Nella sala di registrazione di DANIELE SILVESTRI

Reportage, foto e scaletta del concerto di Milano

Articolo di Roberta Ghio | Foto di Lara Bordoni

Arriva al Teatro degli Arcimboldi di Milano, Daniele Silvestri, con il TEATRI/22 Tour, partito a fine ottobre e che tappa dopo tappa sta registrando un grande successo di pubblico e importanti sold out.

Da tempo l’artista capitolino ci accoglie nella sua casa. Ma questa volta, per questo tour, entrati in teatro, ci ritroviamo come in una stanza, una stanza speciale. Vediamo infatti, in primo piano al centro della scena, una poltrona. Poco distanti uno scrittoio, un baule, un mappamondo e lampade in ogni dove. L’ arredo tipico di un luogo vissuto, dove uomini e donne hanno trovato riposo, condiviso esperienze, raccontato storie. E poi strumenti: tasti bianchi e neri, percussioni, corde e fiati. Siamo nella stanza della creatività, siamo nella sala di registrazione, laddove nascono le canzoni.
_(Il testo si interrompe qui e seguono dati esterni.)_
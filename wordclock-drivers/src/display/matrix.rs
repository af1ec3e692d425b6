//! WS2812 matrix display
//!
//! Implements [`FrameDisplay`] for any blocking `smart-leds` writer. The
//! firmware's PIO driver is async and writes [`render_pixels`] output
//! directly instead.

use smart_leds::{SmartLedsWrite, RGB8};
use wordclock_core::config::DisplayConfig;
use wordclock_core::traits::{DisplayError, FrameDisplay};
use wordclock_core::Frame;

use super::pixels::{render_pixels, to_rgb8};

/// `N`-LED matrix behind a `smart-leds` writer
pub struct SmartLedMatrix<W, const N: usize> {
    writer: W,
    color: RGB8,
    level: u8,
}

impl<W, const N: usize> SmartLedMatrix<W, N>
where
    W: SmartLedsWrite<Color = RGB8>,
{
    pub fn new(writer: W, color: RGB8, level: u8) -> Self {
        Self {
            writer,
            color,
            level,
        }
    }

    /// Create from the display config, starting at the configured brightness
    pub fn from_config(writer: W, config: &DisplayConfig) -> Self {
        Self::new(writer, to_rgb8(config.color), config.brightness)
    }

    pub fn level(&self) -> u8 {
        self.level
    }

    pub fn set_color(&mut self, color: RGB8) {
        self.color = color;
    }

    /// Get access to the underlying writer
    pub fn writer(&self) -> &W {
        &self.writer
    }
}

impl<W, const N: usize> FrameDisplay<N> for SmartLedMatrix<W, N>
where
    W: SmartLedsWrite<Color = RGB8>,
{
    fn show(&mut self, frame: &Frame<N>) -> Result<(), DisplayError> {
        let pixels = render_pixels(frame, self.color, self.level);
        self.writer
            .write(pixels)
            .map_err(|_| DisplayError::WriteFailed)
    }

    fn set_level(&mut self, level: u8) {
        self.level = level;
    }
}
//! LED matrix output
//!
//! Turns on/off frames into colored pixels and pushes them to a WS2812
//! chain.

pub mod matrix;
pub mod pixels;

pub use matrix::SmartLedMatrix;
pub use pixels::{render_pixels, to_rgb8, OFF};
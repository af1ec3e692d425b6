//! Clock task
//!
//! Advances the local clock once a second, renders the displayed time and
//! hands the frame to the display task only when the face has to change.

use defmt::*;
use embassy_time::{Duration, Instant, Ticker};

use wordclock_core::{ReferenceRenderer, TimeSource};
use wordclock_drivers::clock::LocalClock;

use crate::channels::{ClockFrame, DISPLAY_READY, FRAME_UPDATE, REPAINT_REQUEST};

/// Tick interval in milliseconds
pub const TICK_INTERVAL_MS: u64 = 1_000;

/// Clock task - sole owner of the renderer
#[embassy_executor::task]
pub async fn clock_task(mut clock: LocalClock) {
    info!("Clock task started ({})", clock.mode());

    // Hold the start time until the self-test has cleared the matrix
    DISPLAY_READY.wait().await;

    let mut renderer = ReferenceRenderer::default();
    let mut ticker = Ticker::every(Duration::from_millis(TICK_INTERVAL_MS));
    let mut last = Instant::now();

    loop {
        let now = Instant::now();
        clock.advance((now - last).as_millis() as u32);
        last = now;

        if REPAINT_REQUEST.try_take().is_some() {
            debug!("Repaint requested, clearing render cache");
            renderer.invalidate();
        }

        if let Some(frame) = tick(&mut clock, &mut renderer) {
            FRAME_UPDATE.signal(frame);
        }

        ticker.next().await;
    }
}

/// Render the current time, returning a frame only if it changed
fn tick(clock: &mut LocalClock, renderer: &mut ReferenceRenderer) -> Option<ClockFrame> {
    let time = match clock.now() {
        Ok(time) => time,
        Err(e) => {
            error!("Clock read failed: {}", e);
            return None;
        }
    };

    match renderer.render_wall(time) {
        Ok(rendered) if rendered.changed => {
            info!(
                "Showing {:02}:{:02} ({:02}:{:02})",
                rendered.time.hour(),
                rendered.time.minute(),
                time.hour(),
                time.minute()
            );
            Some(rendered.frame)
        }
        Ok(_) => None,
        Err(e) => {
            // Keep the last frame on screen
            error!("Render failed for {:02}:{:02}: {}", time.hour(), time.minute(), e);
            None
        }
    }
}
Per raccontare tutto quello che è successo in un nostalgico lunedì sera di metà novembre, bisognerebbe inventare una nuova tipologia di articolo, tipo “reportage a puntate”, una sorta moderno feuilleton in cui si parla, uscita dopo uscita, del live di Silvestri agli Arcimboldi. E non sarebbe neanche così fuori contesto, dal momento che il filo conduttore della serata, il racconto che Daniele e i suoi musicisti hanno preparato per noi, riguarda proprio la storia o meglio le storie, quelle quotidiane e quelle straordinarie: Lo sguardo sul mondo è fatto di appassionarsi alle storie degli altri – ci dice… Che il racconto abbia inizio!

Siamo a teatro, assistiamo, quindi, ad una pièce. Mentre Piero (Monterisi) si sta riposando sulla poltrona, Daniele sta scrivendo un testo, ma non è soddisfatto dell’arrangiamento, parla tra sé e sé, canticchia… È l’arrivo di Gianluca (Misiti) a risolvere e suggerire il giusto ritmo, non senza battute e gag tra amici e complici; una piccola scenetta costruita ad hoc, ma realistica: abbiamo assistito alla fase creativa di Scrupoli, che apre la serata. Ma non solo: viene registrata e riascoltata real time. Originale e … divertente!

Intendiamoci, siamo comunque in un concerto e canzoni ne ascolteremo veramente tante! E ognuna, una storia. Dopo Scrupoli, il live prosegue con Tik Tak, brano uscito il 28 ottobre che fa da apripista al nuovo album che … è in creazione! È la storia di un uomo che convive con il suono costante di un metronomo nella testa, che inesorabilmente scandisce il tempo, suddividendolo in battiti – ci racconta. Il risultato un rap preciso e affilato, su sonorità che vanno tra acustica e synth, in cui le sillabe, proiettate sulla grande finestra stile industrial a fondo palco, diventano suono.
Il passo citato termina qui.